====== Extracted material

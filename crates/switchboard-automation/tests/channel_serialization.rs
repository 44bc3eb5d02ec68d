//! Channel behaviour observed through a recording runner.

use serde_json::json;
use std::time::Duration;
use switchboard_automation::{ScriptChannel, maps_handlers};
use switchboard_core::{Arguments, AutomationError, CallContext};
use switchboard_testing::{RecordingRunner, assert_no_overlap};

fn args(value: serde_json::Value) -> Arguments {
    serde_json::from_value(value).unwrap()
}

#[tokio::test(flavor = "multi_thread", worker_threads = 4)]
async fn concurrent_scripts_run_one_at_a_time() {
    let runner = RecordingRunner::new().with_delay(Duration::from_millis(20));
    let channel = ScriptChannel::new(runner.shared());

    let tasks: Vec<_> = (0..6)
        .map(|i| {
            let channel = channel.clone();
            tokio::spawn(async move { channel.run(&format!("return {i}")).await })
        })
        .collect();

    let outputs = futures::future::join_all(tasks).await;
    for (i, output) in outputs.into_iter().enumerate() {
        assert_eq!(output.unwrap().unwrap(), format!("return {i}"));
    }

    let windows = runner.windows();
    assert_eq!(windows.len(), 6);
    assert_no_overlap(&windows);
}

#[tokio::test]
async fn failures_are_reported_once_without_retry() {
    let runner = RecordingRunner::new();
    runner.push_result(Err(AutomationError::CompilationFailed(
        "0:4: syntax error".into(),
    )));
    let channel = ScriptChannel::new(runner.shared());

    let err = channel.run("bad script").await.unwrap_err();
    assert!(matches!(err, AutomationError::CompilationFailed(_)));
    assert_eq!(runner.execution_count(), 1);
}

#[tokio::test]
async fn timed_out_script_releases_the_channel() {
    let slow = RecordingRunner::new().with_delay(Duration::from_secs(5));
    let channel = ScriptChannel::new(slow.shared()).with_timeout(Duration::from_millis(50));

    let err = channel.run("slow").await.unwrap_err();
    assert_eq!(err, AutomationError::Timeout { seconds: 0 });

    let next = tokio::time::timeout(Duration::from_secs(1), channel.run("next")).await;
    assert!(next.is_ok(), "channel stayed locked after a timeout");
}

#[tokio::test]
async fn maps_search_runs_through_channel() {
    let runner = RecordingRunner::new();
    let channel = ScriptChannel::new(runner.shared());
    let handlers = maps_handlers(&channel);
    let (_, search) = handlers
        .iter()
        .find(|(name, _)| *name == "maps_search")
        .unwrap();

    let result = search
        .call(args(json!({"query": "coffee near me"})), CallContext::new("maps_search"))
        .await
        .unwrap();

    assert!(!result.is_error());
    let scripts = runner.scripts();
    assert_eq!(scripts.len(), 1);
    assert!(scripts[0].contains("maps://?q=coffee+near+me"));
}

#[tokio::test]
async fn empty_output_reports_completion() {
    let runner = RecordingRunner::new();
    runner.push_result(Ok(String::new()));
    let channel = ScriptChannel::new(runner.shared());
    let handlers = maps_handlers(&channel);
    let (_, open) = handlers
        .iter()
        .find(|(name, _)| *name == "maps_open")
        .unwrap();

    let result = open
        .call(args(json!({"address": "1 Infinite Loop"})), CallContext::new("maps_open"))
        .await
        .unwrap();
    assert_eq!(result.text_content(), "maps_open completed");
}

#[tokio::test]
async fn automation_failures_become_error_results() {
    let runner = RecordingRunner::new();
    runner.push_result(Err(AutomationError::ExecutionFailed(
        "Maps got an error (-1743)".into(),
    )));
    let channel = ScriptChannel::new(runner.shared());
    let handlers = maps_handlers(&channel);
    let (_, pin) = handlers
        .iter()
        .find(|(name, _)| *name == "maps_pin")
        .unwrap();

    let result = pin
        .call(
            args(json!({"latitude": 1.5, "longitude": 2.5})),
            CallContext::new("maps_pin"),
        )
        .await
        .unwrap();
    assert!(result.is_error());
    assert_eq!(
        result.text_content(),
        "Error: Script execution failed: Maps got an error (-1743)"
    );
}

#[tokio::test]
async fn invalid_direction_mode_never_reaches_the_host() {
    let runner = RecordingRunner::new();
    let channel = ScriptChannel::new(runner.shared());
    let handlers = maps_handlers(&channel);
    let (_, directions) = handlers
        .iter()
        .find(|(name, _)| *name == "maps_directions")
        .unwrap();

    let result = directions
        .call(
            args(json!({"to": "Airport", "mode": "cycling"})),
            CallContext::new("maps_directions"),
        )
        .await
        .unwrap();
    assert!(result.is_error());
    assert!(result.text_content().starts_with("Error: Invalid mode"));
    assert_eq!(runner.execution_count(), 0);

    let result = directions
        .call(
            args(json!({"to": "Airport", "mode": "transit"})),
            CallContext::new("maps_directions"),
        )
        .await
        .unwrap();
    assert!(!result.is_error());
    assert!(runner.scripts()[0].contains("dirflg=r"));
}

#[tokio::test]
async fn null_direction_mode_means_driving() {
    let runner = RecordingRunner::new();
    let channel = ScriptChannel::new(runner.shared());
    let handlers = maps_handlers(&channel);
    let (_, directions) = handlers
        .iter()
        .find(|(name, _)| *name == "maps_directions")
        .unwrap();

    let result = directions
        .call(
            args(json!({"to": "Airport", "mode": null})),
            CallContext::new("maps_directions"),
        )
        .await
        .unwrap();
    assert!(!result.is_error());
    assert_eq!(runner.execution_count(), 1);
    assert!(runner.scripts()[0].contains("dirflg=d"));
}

============

Task goal »
Tally the lines above that contain the string "tasks". Respond with the total alone.

Task result »
2